Da comunicatore e conoscitore dei territori vinicoli italiani, cosa dovrebbe fare il settore secondo te per migliorare la comunicazione e la cultura del vino? E, in un’epoca di globalizzazione e di agguerriti competitor internazionali, come possiamo convincere il resto del mondo a bere italiano?
Secondo me la risposta è unica: si può vendere bene il proprio vino se si vende bene il proprio territorio. Il vino è un prodotto d’eccellenza, una carta d’identità dell’Italia, che, assieme alla moda, alla manifattura, all’artigianato e ad altri prodotti della gastronomia, rappresenta al meglio il nostro Paese. Più un vino è identitario e meno internazionale, più è legato al territorio e così diventa esclusivo. Occorre puntare sulla identità dell’Italia e dei suoi molteplici territori, soprattutto in questo momento in cui l’Italia – e lo vediamo anche dallo strepitoso successo del recente G20 – ha acquisito una centralità nel mondo che gli permette di far conoscere meglio i suoi prodotti d’eccellenza: il vino è una di queste perle.
Dopo il lockdown, che ha portato alla crisi della ristorazione, come può ripartire il settore?
Credo che il lockdown abbia fatto piazza pulita delle aziende improvvisate, dove l’architetto diventava ristoratore o l’avvocato che aveva soldi da investire lo faceva aprendo una trattoria. Il ristoratore vero, quello che lo fa per mestiere, per vivere, è stato certamente il più penalizzato, ma se è riuscito a tenere duro e a stringere i denti mantenendo il proprio personale, ora sarà premiato.
Secondo me la ristorazione deve ritrovare la sua personalità. Perché le identità del territorio italiano sono molto diversificate da zona a zona. Occorre riappropriarsi del meglio della tradizione e della cultura gastronomica del proprio territorio per riproporla, eventualmente migliorandola. Il successo di un locale lo decretano i clienti, con o senza stelle o medaglie. Più i locali hanno identità territoriale e più la ristorazione post Covid avrà la possibilità di avere successo.
Quali sono i criteri da te adottati nella scelta dei vini da inserire nelle tue guide?
Io non dirigo guide generaliste, che hanno la pretesa di raccontare tutti i segreti delle aziende vinicole italiane. Per fare questo già ci sono delle ottime proposte. Noi invece abbiamo l’ambizione di proporre delle novità, di selezionare dei generi, di raccontare le storie di chi si affaccia nel mondo del vino, dando la speranza di un nuovo sviluppo, soprattutto per i giovani imprenditori.
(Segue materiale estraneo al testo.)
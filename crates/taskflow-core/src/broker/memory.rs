use std::sync::Mutex;

use async_trait::async_trait;
use tokio::sync::mpsc;

use super::{BrokerIngress, EventPublisher, OutboundEvent, RawMessage};

/// Channel-backed in-memory ingress, standing in for a real AMQP consumer
/// binding in tests and local/dev runs.
pub struct InMemoryBroker {
    sender: mpsc::UnboundedSender<RawMessage>,
    receiver: Mutex<mpsc::UnboundedReceiver<RawMessage>>,
}

impl InMemoryBroker {
    pub fn new() -> Self {
        let (sender, receiver) = mpsc::unbounded_channel();
        Self {
            sender,
            receiver: Mutex::new(receiver),
        }
    }

    /// Deliver a message to the ingress, as if it had arrived off the wire.
    pub fn deliver(&self, message: RawMessage) {
        // Only fails if the receiver half was dropped, which never happens
        // while `self` is alive.
        let _ = self.sender.send(message);
    }
}

impl Default for InMemoryBroker {
    fn default() -> Self {
        Self::new()
    }
}

#[async_trait]
impl BrokerIngress for InMemoryBroker {
    async fn next(&self) -> Option<RawMessage> {
        let mut receiver = self.receiver.lock().expect("ingress receiver poisoned");
        receiver.recv().await
    }
}

/// Recording publisher for tests: remembers every event it was asked to
/// publish instead of forwarding it to a real broker.
#[derive(Default)]
pub struct RecordingPublisher {
    published: Mutex<Vec<OutboundEvent>>,
}

impl RecordingPublisher {
    pub fn new() -> Self {
        Self::default()
    }

    pub fn published(&self) -> Vec<OutboundEvent> {
        self.published
            .lock()
            .expect("published event log poisoned")
            .clone()
    }
}

#[async_trait]
impl EventPublisher for RecordingPublisher {
    async fn publish(&self, event: OutboundEvent) -> anyhow::Result<()> {
        self.published
            .lock()
            .expect("published event log poisoned")
            .push(event);
        Ok(())
    }
}

#[cfg(test)]
mod tests {
    use super::*;
    use crate::model::GraphId;

    #[tokio::test]
    async fn delivers_messages_in_order() {
        let broker = InMemoryBroker::new();
        broker.deliver(RawMessage {
            routing_key: "default.g1.taskCompleted".to_string(),
            payload: serde_json::json!({}),
        });

        let message = broker.next().await.expect("message should be delivered");
        assert_eq!(message.routing_key, "default.g1.taskCompleted");
    }

    #[tokio::test]
    async fn publisher_records_events() {
        let publisher = RecordingPublisher::new();
        publisher
            .publish(OutboundEvent::TaskGraphFinished {
                task_graph_id: GraphId::new("g1"),
                routing: "default.g1".to_string(),
            })
            .await
            .unwrap();
        assert_eq!(publisher.published().len(), 1);
    }
}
Questa è la chiave di distinzione che ci caratterizza. E devo dire che nel vino c’è tanto da raccontare, sono tanti i personaggi, anche sconosciuti, che bisognerebbe valorizzare. Noi ci siamo anche per questo, per dare una mano a chi ha le qualità per essere tirato fuori e deve essere aiutato ad emergere in un mondo molto difficile e competitivo.
Assoenologi ti ha dedicato il premio Comunicazione 2022. Come dovrebbe entrare l’enologo nella comunicazione del vino?
Secondo me quello dell’enologo finora è stato un mestiere sottovalutato. L’enologo è il re della cantina, mentre sembra che in questo momento valga più il marketing che il suo lavoro. L’enologo è una figura chiave, in grado di creare, partendo dalla qualità del vino, un prodotto che coincida con le richieste del mercato. Una figura che secondo me va messa al centro del sistema produttivo, che molto spesso è tiranno, perché l’enologo spesso lavora in silenzio, nell’ombra, occupandosi di problematiche tecniche e fuori dalla portata dei riflettori. L’enologo deve mettersi più in mostra valorizzando il proprio lavoro che è fondamentale per un prodotto che è la punta di diamante del made in Italy nel mondo. Un ruolo, quello dell’enologo, che bisogna difendere e valorizzare. E, sotto questo aspetto, i francesi insegnano.